Filter the entries down to the lines containing "escaped", and copy those lines.

Saved data entries:

=======

/// C-style escaping for `\`, `"` and control characters.
pub fn escape_str(raw: &str) -> String {
    let mut out = String::with_capacity(raw.len() + 2);
    for ch in raw.chars() {
        match ch {
            '\\' => out.push_str("\\\\"),
            '"' => out.push_str("\\\""),
            '\n' => out.push_str("\\n"),
            '\t' => out.push_str("\\t"),
            '\r' => out.push_str("\\r"),
            ch if (ch as u32) < 0x20 || (ch as u32) == 0x7f => {
                let _ = write!(out, "\\x{:02x}", ch as u32);
            }
            ch => out.push(ch),
        }
    }
    out
}

fn indent(out: &mut String, level: usize) {
    for _ in 0..level {
        out.push_str("  ");
    }
}

fn write_attr(out: &mut String, level: usize, name: &str, value: &Option<String>) {
    if let Some(value) = value {
        indent(out, level);
        let _ = writeln!(out, ".{name} = \"{}\",", escape_str(value));
    }
}

fn write_entry(out: &mut String, entry: &EntryImage, level: usize) {
    indent(out, level);
    out.push_str("ENTRY {\n");
    write_attr(out, level + 1, "name", &entry.name);
    write_attr(out, level + 1, "help", &entry.help);
    write_attr(out, level + 1, "container", &entry.container);
    write_attr(out, level + 1, "mode", &entry.mode);
    write_attr(out, level + 1, "purpose", &entry.purpose);
    write_attr(out, level + 1, "min", &entry.min);
    write_attr(out, level + 1, "max", &entry.max);
    write_attr(out, level + 1, "ptype", &entry.ptype);
    write_attr(out, level + 1, "ref", &entry.ref_);
    write_attr(out, level + 1, "value", &entry.value);
    write_attr(out, level + 1, "restore", &entry.restore);
    write_attr(out, level + 1, "order", &entry.order);
    write_attr(out, level + 1, "filter", &entry.filter);
    if !entry.actions.is_empty() {
        indent(out, level + 1);
        out.push_str("ACTION_LIST {\n");
        for action in &entry.actions {
            write_action(out, action, level + 2);
        }
        indent(out, level + 1);
        out.push_str("},\n");
    }
    if !entry.entries.is_empty() {
        indent(out, level + 1);
        out.push_str("ENTRY_LIST {\n");
        for nested in &entry.entries {
            write_entry(out, nested, level + 2);
        }
        indent(out, level + 1);
        out.push_str("},\n");
    }
    indent(out, level);
    out.push_str("},\n");
}

fn write_action(out: &mut String, action: &ActionImage, level: usize) {
    indent(out, level);
    out.push_str("ACTION {\n");
    write_attr(out, level + 1, "sym", &action.sym);
    write_attr(out, level + 1, "lock", &action.lock);
    write_attr(out, level + 1, "interrupt", &action.interrupt);
    write_attr(out, level + 1, "exec_on", &action.exec_on);
    write_attr(out, level + 1, "update_retcode", &action.update_retcode);
    write_attr(out, level + 1, "permanent", &action.permanent);
    write_attr(out, level + 1, "sync", &action.sync);
    write_attr(out, level + 1, "in", &action.in_);
    write_attr(out, level + 1, "out", &action.out);
    write_attr(out, level + 1, "script", &action.script);
    indent(out, level);
    out.push_str("},\n");
}

fn write_plugin(out: &mut String, plugin: &PluginImage, level: usize) {
    indent(out, level);
    out.push_str("PLUGIN {\n");
    write_attr(out, level + 1, "name", &plugin.name);
    write_attr(out, level + 1, "id", &plugin.id);
    write_attr(out, level + 1, "file", &plugin.file);
    write_attr(out, level + 1, "global", &plugin.global);
    write_attr(out, level + 1, "conf", &plugin.conf);
    indent(out, level);
    out.push_str("},\n");
}

#[derive(Clone, Debug, PartialEq, Eq)]
enum Token {
    Ident(String),
    Str(String),
    LBrace,
    RBrace,
    Dot,
    Eq,
    Comma,
}

fn syntax(line: usize, message: impl Into<String>) -> SchemeError {
    SchemeError::DeploySyntax {
        line,
        message: message.into(),
    }
}

fn lex(text: &str) -> Result<Vec<(Token, usize)>, SchemeError> {
    let mut tokens = Vec::new();
    let mut line = 1usize;
    let mut chars = text.chars().peekable();

    while let Some(ch) = chars.next() {
        match ch {
            '\n' => line += 1,
            ch if ch.is_whitespace() => {}
            '{' => tokens.push((Token::LBrace, line)),
            '}' => tokens.push((Token::RBrace, line)),
            '.' => tokens.push((Token::Dot, line)),
            '=' => tokens.push((Token::Eq, line)),
            ',' => tokens.push((Token::Comma, line)),
            '"' => {
                let start_line = line;
                let mut value = String::new();
                loop {
                    let Some(ch) = chars.next() else {
                        return Err(syntax(start_line, "unterminated string"));
                    };
                    match ch {
                        '"' => break,
                        '\n' => return Err(syntax(start_line, "unterminated string")),
                        '\\' => {
                            let Some(escaped) = chars.next() else {
                                return Err(syntax(start_line, "dangling escape"));
                            };
                            match escaped {
                                'n' => value.push('\n'),
                                't' => value.push('\t'),
                                'r' => value.push('\r'),
                                'x' => {
                                    let hi = chars.next();
                                    let lo = chars.next();
                                    let (Some(hi), Some(lo)) = (hi, lo) else {
                                        return Err(syntax(start_line, "truncated \\x escape"));
                                    };
                                    let code = u32::from_str_radix(&format!("{hi}{lo}"), 16)
                                        .map_err(|_| {
                                            syntax(start_line, "invalid \\x escape digits")
                                        })?;
                                    match char::from_u32(code) {
                                        Some(decoded) => value.push(decoded),
                                        None => {
                                            return Err(syntax(
                                                start_line,
                                                "invalid \\x escape code",
                                            ))
                                        }
                                    }
                                }
                                other => value.push(other),
                            }
                        }
                        other => value.push(other),
                    }
                }
                tokens.push((Token::Str(value), start_line));
            }
            ch if ch.is_ascii_alphabetic() || ch == '_' => {
                let mut ident = String::new();
                ident.push(ch);
                while let Some(&next) = chars.peek() {
                    if next.is_ascii_alphanumeric() || next == '_' {
                        ident.push(next);
                        chars.next();
                    } else {
                        break;
                    }
                }
                tokens.push((Token::Ident(ident), line));
            }
            other => return Err(syntax(line, format!("unexpected character {other:?}"))),
        }
    }
    Ok(tokens)
}

struct Parser {
    tokens: Vec<(Token, usize)>,
    pos: usize,
}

=======

Result below:
                            let Some(escaped) = chars.next() else {
                            match escaped {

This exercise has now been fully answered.